-- Exercise inputs follows --

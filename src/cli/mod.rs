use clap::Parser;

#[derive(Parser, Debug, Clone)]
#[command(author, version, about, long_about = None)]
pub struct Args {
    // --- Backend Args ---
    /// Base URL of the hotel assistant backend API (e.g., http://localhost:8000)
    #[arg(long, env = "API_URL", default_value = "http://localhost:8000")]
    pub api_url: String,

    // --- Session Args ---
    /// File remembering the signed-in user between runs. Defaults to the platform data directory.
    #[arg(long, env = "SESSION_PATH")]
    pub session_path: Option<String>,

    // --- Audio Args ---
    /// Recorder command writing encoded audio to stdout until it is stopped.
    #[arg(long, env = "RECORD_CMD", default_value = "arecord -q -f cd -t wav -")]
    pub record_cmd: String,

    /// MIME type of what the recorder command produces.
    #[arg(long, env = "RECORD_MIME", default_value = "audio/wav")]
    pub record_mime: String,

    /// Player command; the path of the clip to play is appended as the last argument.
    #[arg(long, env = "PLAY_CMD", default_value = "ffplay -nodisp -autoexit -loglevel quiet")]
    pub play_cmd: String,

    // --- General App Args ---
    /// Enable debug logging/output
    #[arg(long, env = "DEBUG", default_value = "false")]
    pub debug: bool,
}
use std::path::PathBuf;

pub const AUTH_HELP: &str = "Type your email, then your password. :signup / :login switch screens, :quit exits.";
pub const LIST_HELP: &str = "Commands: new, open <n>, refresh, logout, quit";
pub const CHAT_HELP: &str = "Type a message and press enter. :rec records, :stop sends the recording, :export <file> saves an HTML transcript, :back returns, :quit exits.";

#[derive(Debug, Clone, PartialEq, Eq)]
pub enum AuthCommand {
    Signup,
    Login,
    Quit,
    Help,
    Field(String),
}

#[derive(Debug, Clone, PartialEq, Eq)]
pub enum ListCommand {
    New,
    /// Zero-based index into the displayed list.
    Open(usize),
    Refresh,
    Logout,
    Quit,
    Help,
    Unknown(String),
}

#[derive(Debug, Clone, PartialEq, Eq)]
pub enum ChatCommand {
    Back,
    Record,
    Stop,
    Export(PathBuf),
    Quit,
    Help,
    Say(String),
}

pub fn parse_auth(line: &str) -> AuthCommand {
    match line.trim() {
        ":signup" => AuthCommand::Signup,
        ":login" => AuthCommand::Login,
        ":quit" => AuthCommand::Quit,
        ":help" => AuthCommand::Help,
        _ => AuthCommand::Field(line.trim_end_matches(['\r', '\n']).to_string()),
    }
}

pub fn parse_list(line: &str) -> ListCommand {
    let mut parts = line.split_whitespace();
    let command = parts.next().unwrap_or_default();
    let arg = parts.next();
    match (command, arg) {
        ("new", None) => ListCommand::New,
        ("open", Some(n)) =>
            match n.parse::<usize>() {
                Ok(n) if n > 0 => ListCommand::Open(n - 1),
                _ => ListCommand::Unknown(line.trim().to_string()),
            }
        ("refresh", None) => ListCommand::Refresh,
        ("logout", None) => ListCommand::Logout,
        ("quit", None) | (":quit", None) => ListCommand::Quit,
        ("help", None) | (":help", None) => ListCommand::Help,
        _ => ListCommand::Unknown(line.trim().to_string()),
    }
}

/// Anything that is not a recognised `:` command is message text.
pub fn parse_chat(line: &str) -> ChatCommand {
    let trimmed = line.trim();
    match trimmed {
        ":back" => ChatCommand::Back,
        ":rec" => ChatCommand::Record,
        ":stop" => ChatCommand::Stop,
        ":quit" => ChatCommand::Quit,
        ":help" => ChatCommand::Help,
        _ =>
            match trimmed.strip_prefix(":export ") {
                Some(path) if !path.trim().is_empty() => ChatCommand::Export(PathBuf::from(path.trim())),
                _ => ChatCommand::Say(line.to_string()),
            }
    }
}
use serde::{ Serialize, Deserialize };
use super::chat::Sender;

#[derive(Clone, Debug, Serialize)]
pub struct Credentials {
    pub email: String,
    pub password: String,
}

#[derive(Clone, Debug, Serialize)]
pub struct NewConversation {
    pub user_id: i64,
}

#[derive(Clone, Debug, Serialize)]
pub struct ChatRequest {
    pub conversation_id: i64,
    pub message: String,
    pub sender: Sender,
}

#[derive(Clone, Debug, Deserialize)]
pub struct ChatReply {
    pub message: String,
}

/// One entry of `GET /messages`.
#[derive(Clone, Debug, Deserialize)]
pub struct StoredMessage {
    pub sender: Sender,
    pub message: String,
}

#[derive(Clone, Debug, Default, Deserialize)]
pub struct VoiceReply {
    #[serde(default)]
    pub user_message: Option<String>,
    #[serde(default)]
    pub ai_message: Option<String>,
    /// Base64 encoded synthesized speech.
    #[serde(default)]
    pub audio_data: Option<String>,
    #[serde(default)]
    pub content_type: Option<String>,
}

-- Exercise inputs concluded --

Line count for the string "encoded": say how many lines in the listing contain it, and add nothing.

2